(DATA FOR THIS TASK)
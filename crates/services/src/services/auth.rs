use db::models::user::User;
use jsonwebtoken::{DecodingKey, EncodingKey, Header, Validation, decode, encode};
use serde::{Deserialize, Serialize};
use thiserror::Error;
use ts_rs::TS;

#[derive(Debug, Error)]
pub enum AuthError {
    #[error(transparent)]
    Hash(#[from] bcrypt::BcryptError),
    #[error(transparent)]
    Token(#[from] jsonwebtoken::errors::Error),
}

#[derive(Debug, Clone, Serialize, Deserialize)]
pub struct Claims {
    pub sub: i64,
    pub name: String,
    pub admin: bool,
    pub exp: usize,
}

/// How an account was created. Third-party sign-ups leave their token in
/// the user's `info` and have no local password.
#[derive(Debug, Clone, Copy, PartialEq, Eq, Serialize, Deserialize, TS)]
#[serde(rename_all = "lowercase")]
pub enum SignupMethod {
    Local,
    Facebook,
    Google,
    Twitter,
}

impl SignupMethod {
    pub fn label(self) -> &'static str {
        match self {
            SignupMethod::Local => "local",
            SignupMethod::Facebook => "Facebook",
            SignupMethod::Google => "Google",
            SignupMethod::Twitter => "Twitter",
        }
    }
}

pub fn signup_method(user: &User) -> SignupMethod {
    if user.info.get("facebook_token").is_some() {
        SignupMethod::Facebook
    } else if user.info.get("google_token").is_some() {
        SignupMethod::Google
    } else if user.info.get("twitter_token").is_some() {
        SignupMethod::Twitter
    } else {
        SignupMethod::Local
    }
}

#[derive(Clone)]
pub struct AuthService {
    secret: String,
    session_ttl_hours: i64,
    bcrypt_cost: u32,
}

impl AuthService {
    pub fn new(secret: impl Into<String>, session_ttl_hours: i64) -> Self {
        Self {
            secret: secret.into(),
            session_ttl_hours,
            bcrypt_cost: bcrypt::DEFAULT_COST,
        }
    }

    /// Lower bcrypt cost, for test deployments only.
    pub fn with_bcrypt_cost(mut self, cost: u32) -> Self {
        self.bcrypt_cost = cost;
        self
    }

    pub fn hash_password(&self, password: &str) -> Result<String, AuthError> {
        Ok(bcrypt::hash(password, self.bcrypt_cost)?)
    }

    pub fn verify_password(&self, password: &str, hash: &str) -> Result<bool, AuthError> {
        Ok(bcrypt::verify(password, hash)?)
    }

    pub fn create_token(&self, user: &User) -> Result<String, AuthError> {
        let expiration = (chrono::Utc::now() + chrono::Duration::hours(self.session_ttl_hours))
            .timestamp()
            .max(0) as usize;
        let claims = Claims {
            sub: user.id,
            name: user.name.clone(),
            admin: user.admin,
            exp: expiration,
        };
        Ok(encode(
            &Header::default(),
            &claims,
            &EncodingKey::from_secret(self.secret.as_bytes()),
        )?)
    }

    pub fn decode_token(&self, token: &str) -> Result<Claims, AuthError> {
        let data = decode::<Claims>(
            token,
            &DecodingKey::from_secret(self.secret.as_bytes()),
            &Validation::default(),
        )?;
        Ok(data.claims)
    }
}

#[cfg(test)]
mod tests {
    use chrono::Utc;
    use serde_json::json;

    use super::*;

    fn user(info: serde_json::Value) -> User {
        User {
            id: 7,
            name: "johndoe".into(),
            fullname: "John Doe".into(),
            email_addr: "johndoe@example.com".into(),
            passwd_hash: None,
            api_key: "key".into(),
            admin: false,
            ckan_api: None,
            info,
            created_at: Utc::now(),
        }
    }

    #[test]
    fn signup_method_from_info() {
        assert_eq!(signup_method(&user(json!({}))), SignupMethod::Local);
        assert_eq!(
            signup_method(&user(json!({"twitter_token": {"oauth_token": "x"}}))),
            SignupMethod::Twitter
        );
        assert_eq!(
            signup_method(&user(json!({"facebook_token": "x"}))),
            SignupMethod::Facebook
        );
        assert_eq!(
            signup_method(&user(json!({"google_token": "x"}))),
            SignupMethod::Google
        );
    }

    #[test]
    fn passwords_verify() {
        let auth = AuthService::new("secret", 1).with_bcrypt_cost(4);
        let hash = auth.hash_password("p4ssw0rd").unwrap();
        assert!(auth.verify_password("p4ssw0rd", &hash).unwrap());
        assert!(!auth.verify_password("wrong", &hash).unwrap());
    }

    #[test]
    fn tokens_round_trip_and_check_secret() {
        let auth = AuthService::new("secret", 1);
        let token = auth.create_token(&user(json!({}))).unwrap();
        let claims = auth.decode_token(&token).unwrap();
        assert_eq!(claims.sub, 7);
        assert_eq!(claims.name, "johndoe");
        assert!(AuthService::new("other", 1).decode_token(&token).is_err());
    }
}
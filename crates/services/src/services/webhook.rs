use chrono::{DateTime, Utc};
use reqwest::StatusCode;
use serde::{Deserialize, Serialize};
use thiserror::Error;
use ts_rs::TS;

#[derive(Debug, Error)]
pub enum WebhookError {
    #[error(transparent)]
    Http(#[from] reqwest::Error),
    #[error("Webhook answered with status {0}")]
    Status(u16),
}

#[derive(Debug, Clone, PartialEq, Serialize, Deserialize, TS)]
pub struct WebhookPayload {
    pub event: String,
    pub project_short_name: String,
    pub project_id: i64,
    pub task_id: i64,
    pub fired_at: DateTime<Utc>,
}

impl WebhookPayload {
    pub fn task_completed(project_short_name: &str, project_id: i64, task_id: i64) -> Self {
        Self {
            event: "task_completed".to_string(),
            project_short_name: project_short_name.to_string(),
            project_id,
            task_id,
            fired_at: Utc::now(),
        }
    }
}

#[derive(Clone, Default)]
pub struct WebhookService {
    client: reqwest::Client,
}

impl WebhookService {
    pub fn new(client: reqwest::Client) -> Self {
        Self { client }
    }

    /// A webhook is only accepted when a GET to it answers 200.
    pub async fn is_reachable(&self, url: &str) -> bool {
        match self.client.get(url).send().await {
            Ok(response) => response.status() == StatusCode::OK,
            Err(e) => {
                tracing::warn!("Webhook {} is not reachable: {}", url, e);
                false
            }
        }
    }

    pub async fn deliver(&self, url: &str, payload: &WebhookPayload) -> Result<(), WebhookError> {
        let response = self.client.post(url).json(payload).send().await?;
        if !response.status().is_success() {
            return Err(WebhookError::Status(response.status().as_u16()));
        }
        tracing::debug!("Webhook {} delivered to {}", payload.event, url);
        Ok(())
    }
}

#[cfg(test)]
mod tests {
    use std::sync::Arc;

    use axum::{Json, Router, extract::State, http::StatusCode as AxumStatus, routing::get};
    use tokio::sync::Mutex;

    use super::*;

    type Received = Arc<Mutex<Vec<WebhookPayload>>>;

    async fn serve(router: Router) -> String {
        let listener = tokio::net::TcpListener::bind("127.0.0.1:0").await.unwrap();
        let addr = listener.local_addr().unwrap();
        tokio::spawn(async move {
            axum::serve(listener, router).await.unwrap();
        });
        format!("http://{addr}")
    }

    #[tokio::test]
    async fn reachability_requires_200() {
        let router = Router::new()
            .route("/ok", get(|| async { "ok" }))
            .route("/gone", get(|| async { AxumStatus::NOT_FOUND }));
        let base = serve(router).await;
        let webhooks = WebhookService::default();
        assert!(webhooks.is_reachable(&format!("{base}/ok")).await);
        assert!(!webhooks.is_reachable(&format!("{base}/gone")).await);
        assert!(!webhooks.is_reachable("http://127.0.0.1:1/nothing").await);
    }

    #[tokio::test]
    async fn payload_is_posted_as_json() {
        let received: Received = Arc::default();
        let router = Router::new()
            .route(
                "/hook",
                get(|| async { "ok" }).post(
                    |State(received): State<Received>, Json(payload): Json<WebhookPayload>| async move {
                        received.lock().await.push(payload);
                        "ok"
                    },
                ),
            )
            .with_state(received.clone());
        let base = serve(router).await;

        let payload = WebhookPayload::task_completed("sampleapp", 1, 2);
        WebhookService::default()
            .deliver(&format!("{base}/hook"), &payload)
            .await
            .unwrap();
        let got = received.lock().await;
        assert_eq!(got.len(), 1);
        assert_eq!(got[0].event, "task_completed");
        assert_eq!(got[0].task_id, 2);
    }
}
use axum::{
    Extension, Json, Router,
    extract::{Path, Query, State},
    response::Json as ResponseJson,
    routing::{get, put},
};
use db::models::{
    project::Project,
    task::{Task, TaskWithRunCount},
    task_run::TaskRun,
};
use deployment::Deployment;
use serde::{Deserialize, Serialize};
use services::services::{
    projects::{PriorityForm, ProjectService},
    scheduler::SchedulerKind,
    task_runs::SubmitError,
};
use strum::VariantNames;
use ts_rs::TS;
use utils::response::ApiResponse;

use crate::{
    DeploymentImpl,
    error::ApiError,
    middleware::Identity,
    routes::{Page, PageQuery},
};

/// Fixed page size of the task browser.
const BROWSE_PER_PAGE: i64 = 10;

#[derive(Debug, Serialize, TS)]
pub struct BrowsedTask {
    #[serde(flatten)]
    #[ts(flatten)]
    pub task: TaskWithRunCount,
    pub pct_status: i64,
}

#[derive(Debug, Serialize, TS)]
pub struct TaskSettings {
    pub sched: SchedulerKind,
    pub schedulers: Vec<String>,
    pub n_tasks: i64,
}

#[derive(Debug, Deserialize, TS)]
pub struct SchedulerRequest {
    pub sched: SchedulerKind,
}

#[derive(Debug, Deserialize, TS)]
pub struct RedundancyRequest {
    pub n_answers: i64,
}

pub async fn browse_tasks(
    State(deployment): State<DeploymentImpl>,
    Extension(identity): Extension<Identity>,
    Extension(project): Extension<Project>,
    Query(query): Query<PageQuery>,
) -> Result<ResponseJson<ApiResponse<Page<BrowsedTask>>>, ApiError> {
    identity.ensure_unlocked(deployment.projects(), &project)?;
    let pool = &deployment.db().pool;
    let total = Task::count_by_project(pool, project.id).await?;
    let offset = query.offset(BROWSE_PER_PAGE, total)?;
    let tasks = Task::find_by_project_id_with_run_count(pool, project.id, BROWSE_PER_PAGE, offset)
        .await?
        .into_iter()
        .map(|task| BrowsedTask {
            pct_status: task.pct_status(),
            task,
        })
        .collect();
    Ok(ResponseJson(ApiResponse::success(
        query.page(tasks, BROWSE_PER_PAGE, total),
    )))
}

async fn project_task(
    deployment: &DeploymentImpl,
    project: &Project,
    task_id: i64,
) -> Result<Task, ApiError> {
    match Task::find_by_id(&deployment.db().pool, task_id).await? {
        Some(task) if task.project_id == project.id => Ok(task),
        Some(_) => Err(SubmitError::WrongProject(project.short_name.clone()).into()),
        None => Err(SubmitError::TaskNotFound.into()),
    }
}

pub async fn get_task(
    State(deployment): State<DeploymentImpl>,
    Extension(identity): Extension<Identity>,
    Extension(project): Extension<Project>,
    Path((_short_name, task_id)): Path<(String, i64)>,
) -> Result<ResponseJson<ApiResponse<Task>>, ApiError> {
    identity.ensure_unlocked(deployment.projects(), &project)?;
    let task = project_task(&deployment, &project, task_id).await?;
    Ok(ResponseJson(ApiResponse::success(task)))
}

pub async fn task_results(
    State(deployment): State<DeploymentImpl>,
    Extension(identity): Extension<Identity>,
    Extension(project): Extension<Project>,
    Path((_short_name, task_id)): Path<(String, i64)>,
) -> Result<ResponseJson<ApiResponse<Vec<TaskRun>>>, ApiError> {
    identity.ensure_unlocked(deployment.projects(), &project)?;
    let task = project_task(&deployment, &project, task_id).await?;
    let runs = TaskRun::find_by_task_id(&deployment.db().pool, task.id).await?;
    Ok(ResponseJson(ApiResponse::success(runs)))
}

pub async fn task_settings(
    State(deployment): State<DeploymentImpl>,
    Extension(identity): Extension<Identity>,
    Extension(project): Extension<Project>,
) -> Result<ResponseJson<ApiResponse<TaskSettings>>, ApiError> {
    identity.manager_of(&project)?;
    let fallback = deployment.config().read().await.default_scheduler;
    Ok(ResponseJson(ApiResponse::success(TaskSettings {
        sched: SchedulerKind::for_project(&project, fallback),
        schedulers: SchedulerKind::VARIANTS.iter().map(|s| s.to_string()).collect(),
        n_tasks: Task::count_by_project(&deployment.db().pool, project.id).await?,
    })))
}

pub async fn set_scheduler(
    State(deployment): State<DeploymentImpl>,
    Extension(identity): Extension<Identity>,
    Extension(project): Extension<Project>,
    Json(payload): Json<SchedulerRequest>,
) -> Result<ResponseJson<ApiResponse<SchedulerKind>>, ApiError> {
    identity.manager_of(&project)?;
    ProjectService::set_scheduler(&deployment.db().pool, &project, payload.sched).await?;
    Ok(ResponseJson(ApiResponse::success_with_message(
        payload.sched,
        "Project Task Scheduler updated!",
    )))
}

pub async fn set_redundancy(
    State(deployment): State<DeploymentImpl>,
    Extension(identity): Extension<Identity>,
    Extension(project): Extension<Project>,
    Json(payload): Json<RedundancyRequest>,
) -> Result<ResponseJson<ApiResponse<u64>>, ApiError> {
    identity.manager_of(&project)?;
    let updated =
        ProjectService::set_redundancy(&deployment.db().pool, &project, payload.n_answers).await?;
    Ok(ResponseJson(ApiResponse::success_with_message(
        updated,
        "Redundancy of Tasks updated!",
    )))
}

pub async fn set_priority(
    State(deployment): State<DeploymentImpl>,
    Extension(identity): Extension<Identity>,
    Extension(project): Extension<Project>,
    Json(payload): Json<PriorityForm>,
) -> Result<ResponseJson<ApiResponse<u64>>, ApiError> {
    identity.manager_of(&project)?;
    let updated = ProjectService::set_priority(&deployment.db().pool, &project, &payload).await?;
    Ok(ResponseJson(ApiResponse::success_with_message(
        updated,
        "Tasks priority has been changed",
    )))
}

pub async fn delete_tasks(
    State(deployment): State<DeploymentImpl>,
    Extension(identity): Extension<Identity>,
    Extension(project): Extension<Project>,
) -> Result<ResponseJson<ApiResponse<u64>>, ApiError> {
    identity.manager_of(&project)?;
    let deleted = ProjectService::delete_all_tasks(&deployment.db().pool, &project).await?;
    Ok(ResponseJson(ApiResponse::success_with_message(
        deleted,
        "All the tasks and associated task runs have been deleted",
    )))
}

pub fn router() -> Router<DeploymentImpl> {
    Router::new()
        .route("/tasks", axum::routing::delete(delete_tasks))
        .route("/tasks/browse", get(browse_tasks))
        .route("/tasks/settings", get(task_settings))
        .route("/tasks/scheduler", put(set_scheduler))
        .route("/tasks/redundancy", put(set_redundancy))
        .route("/tasks/priority", put(set_priority))
        .route("/task/{task_id}", get(get_task))
        .route("/task/{task_id}/results", get(task_results))
}
use axum::{
    Router,
    extract::State,
    response::Json as ResponseJson,
    routing::get,
};
use deployment::Deployment;
use services::services::stats::{self, GlobalStats, LeaderboardEntry};
use utils::response::ApiResponse;

use crate::{DeploymentImpl, error::ApiError};

const LEADERBOARD_SIZE: i64 = 20;

pub async fn global_stats(
    State(deployment): State<DeploymentImpl>,
) -> Result<ResponseJson<ApiResponse<GlobalStats>>, ApiError> {
    let stats = stats::global_stats(&deployment.db().pool).await?;
    Ok(ResponseJson(ApiResponse::success(stats)))
}

pub async fn leaderboard(
    State(deployment): State<DeploymentImpl>,
) -> Result<ResponseJson<ApiResponse<Vec<LeaderboardEntry>>>, ApiError> {
    let entries = stats::leaderboard(&deployment.db().pool, LEADERBOARD_SIZE).await?;
    Ok(ResponseJson(ApiResponse::success(entries)))
}

pub fn router() -> Router<DeploymentImpl> {
    Router::new()
        .route("/stats", get(global_stats))
        .route("/leaderboard", get(leaderboard))
}
use lazy_static::lazy_static;
use regex::Regex;

pub const DESCRIPTION_MAX_LEN: usize = 255;

lazy_static! {
    static ref HTML_TAG: Regex = Regex::new(r"<[^>]*>").unwrap();
    static ref MD_IMAGE: Regex = Regex::new(r"!\[([^\]]*)\]\([^)]*\)").unwrap();
    static ref MD_LINK: Regex = Regex::new(r"\[([^\]]*)\]\([^)]*\)").unwrap();
    static ref MD_LINE_PREFIX: Regex = Regex::new(r"(?m)^\s{0,3}(#{1,6}\s*|>\s?|[-*+]\s+|\d+\.\s+)").unwrap();
    static ref MD_EMPHASIS: Regex = Regex::new(r"(\*\*|__|\*|_|~~|`+)").unwrap();
    static ref WHITESPACE: Regex = Regex::new(r"\s+").unwrap();
}

/// Plain-text rendering of a markdown/HTML long description.
pub fn plain_text(long_description: &str) -> String {
    let text = HTML_TAG.replace_all(long_description, " ");
    let text = MD_IMAGE.replace_all(&text, "$1");
    let text = MD_LINK.replace_all(&text, "$1");
    let text = MD_LINE_PREFIX.replace_all(&text, "");
    let text = MD_EMPHASIS.replace_all(&text, "");
    WHITESPACE.replace_all(&text, " ").trim().to_string()
}

/// Short description derived from the long one: markup removed, cut to
/// [`DESCRIPTION_MAX_LEN`] characters with a trailing `...` when it had to be cut.
pub fn description_from_long_description(long_description: &str) -> String {
    let text = plain_text(long_description);
    if text.chars().count() <= DESCRIPTION_MAX_LEN {
        return text;
    }
    let mut cut: String = text.chars().take(DESCRIPTION_MAX_LEN - 3).collect();
    cut.push_str("...");
    cut
}

/// Short names end up in URLs, so the characters `$#&\/|` and whitespace are rejected.
pub fn is_valid_short_name(short_name: &str) -> bool {
    !short_name.is_empty()
        && !short_name
            .chars()
            .any(|c| c.is_whitespace() || "$#&\\/|".contains(c))
}

#[cfg(test)]
mod tests {
    use super::*;

    #[test]
    fn description_keeps_short_text() {
        assert_eq!(description_from_long_description("Hello"), "Hello");
    }

    #[test]
    fn description_drops_markup() {
        let d = description_from_long_description("## Hello\n<b>big</b> [link](http://x.org)");
        assert!(!d.contains("##"));
        assert!(!d.contains("<b>"));
        assert_eq!(d, "Hello big link");
    }

    #[test]
    fn description_truncates_with_ellipsis() {
        let d = description_from_long_description(&"a".repeat(300));
        assert_eq!(d.chars().count(), 255);
        assert!(d.ends_with("..."));
    }

    #[test]
    fn short_name_rules() {
        assert!(is_valid_short_name("sampleapp"));
        assert!(is_valid_short_name("Измени-Киев!"));
        assert!(!is_valid_short_name("$#/|"));
        assert!(!is_valid_short_name("with space"));
        assert!(!is_valid_short_name(""));
    }
}
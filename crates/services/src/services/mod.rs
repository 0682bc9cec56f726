pub mod accounts;
pub mod auth;
pub mod ckan;
pub mod config;
pub mod exporter;
pub mod hateoas;
pub mod importer;
pub mod jobs;
pub mod mail;
pub mod projects;
pub mod scheduler;
pub mod stats;
pub mod task_runs;
pub mod webhook;
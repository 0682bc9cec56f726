use serde::Serialize;
use ts_rs::TS;

/// Who is answering tasks: a registered user, or an anonymous volunteer
/// identified by IP address.
#[derive(Debug, Clone, PartialEq, Eq, Hash, Serialize, TS)]
#[serde(tag = "kind", content = "id", rename_all = "lowercase")]
pub enum Contributor {
    User(i64),
    Anonymous(String),
}

impl Contributor {
    pub fn user_id(&self) -> Option<i64> {
        match self {
            Contributor::User(id) => Some(*id),
            Contributor::Anonymous(_) => None,
        }
    }

    pub fn user_ip(&self) -> Option<&str> {
        match self {
            Contributor::User(_) => None,
            Contributor::Anonymous(ip) => Some(ip),
        }
    }

    pub fn is_anonymous(&self) -> bool {
        matches!(self, Contributor::Anonymous(_))
    }

    /// Stable textual key, `user:{id}` or `ip:{addr}`.
    pub fn key(&self) -> String {
        match self {
            Contributor::User(id) => format!("user:{id}"),
            Contributor::Anonymous(ip) => format!("ip:{ip}"),
        }
    }
}
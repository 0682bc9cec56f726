use anyhow::{self, Error as AnyhowError};
use deployment::{Deployment, DeploymentError};
use server::{DeploymentImpl, routes};
use sqlx::Error as SqlxError;
use strip_ansi_escapes::strip;
use thiserror::Error;
use tracing_subscriber::{EnvFilter, prelude::*};
use utils::sentry::{init_once, sentry_layer};

const DEFAULT_PORT: u16 = 8080;

#[derive(Debug, Error)]
pub enum CrowdworkError {
    #[error(transparent)]
    Io(#[from] std::io::Error),
    #[error(transparent)]
    Sqlx(#[from] SqlxError),
    #[error(transparent)]
    Deployment(#[from] DeploymentError),
    #[error(transparent)]
    Other(#[from] AnyhowError),
}

/// Port from the environment with any ANSI codes stripped.
fn env_port() -> Option<u16> {
    let raw = std::env::var("BACKEND_PORT")
        .or_else(|_| std::env::var("PORT"))
        .ok()?;
    let cleaned = String::from_utf8(strip(raw.as_bytes())).ok()?;
    cleaned.trim().parse::<u16>().ok()
}

#[tokio::main]
async fn main() -> Result<(), CrowdworkError> {
    let _sentry = init_once();

    let log_level = std::env::var("RUST_LOG").unwrap_or_else(|_| "info".to_string());
    let filter_string = format!(
        "warn,server={level},services={level},db={level},deployment={level},local_deployment={level},utils={level}",
        level = log_level
    );
    let env_filter = EnvFilter::try_new(filter_string)
        .map_err(|e| anyhow::anyhow!("Failed to create tracing filter: {e}"))?;
    tracing_subscriber::registry()
        .with(tracing_subscriber::fmt::layer().with_filter(env_filter))
        .with(sentry_layer())
        .init();

    let deployment = DeploymentImpl::new().await?;
    let app_router = routes::router(deployment);

    let port = env_port().unwrap_or_else(|| {
        tracing::info!("No PORT environment variable set, using {}", DEFAULT_PORT);
        DEFAULT_PORT
    });
    let host = std::env::var("HOST").unwrap_or_else(|_| "127.0.0.1".to_string());
    let listener = tokio::net::TcpListener::bind(format!("{host}:{port}")).await?;
    let actual_port = listener.local_addr()?.port();

    tracing::info!("Server running on http://{host}:{actual_port}");

    axum::serve(listener, app_router).await?;
    Ok(())
}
(End DATA FOR THIS TASK)
### EXERCISE PROMPT:
Please return a copy of each line in the entries that has the string "config".

### OUTPUT FOR THIS TASK:
    let fallback = deployment.config().read().await.default_scheduler;
pub mod config;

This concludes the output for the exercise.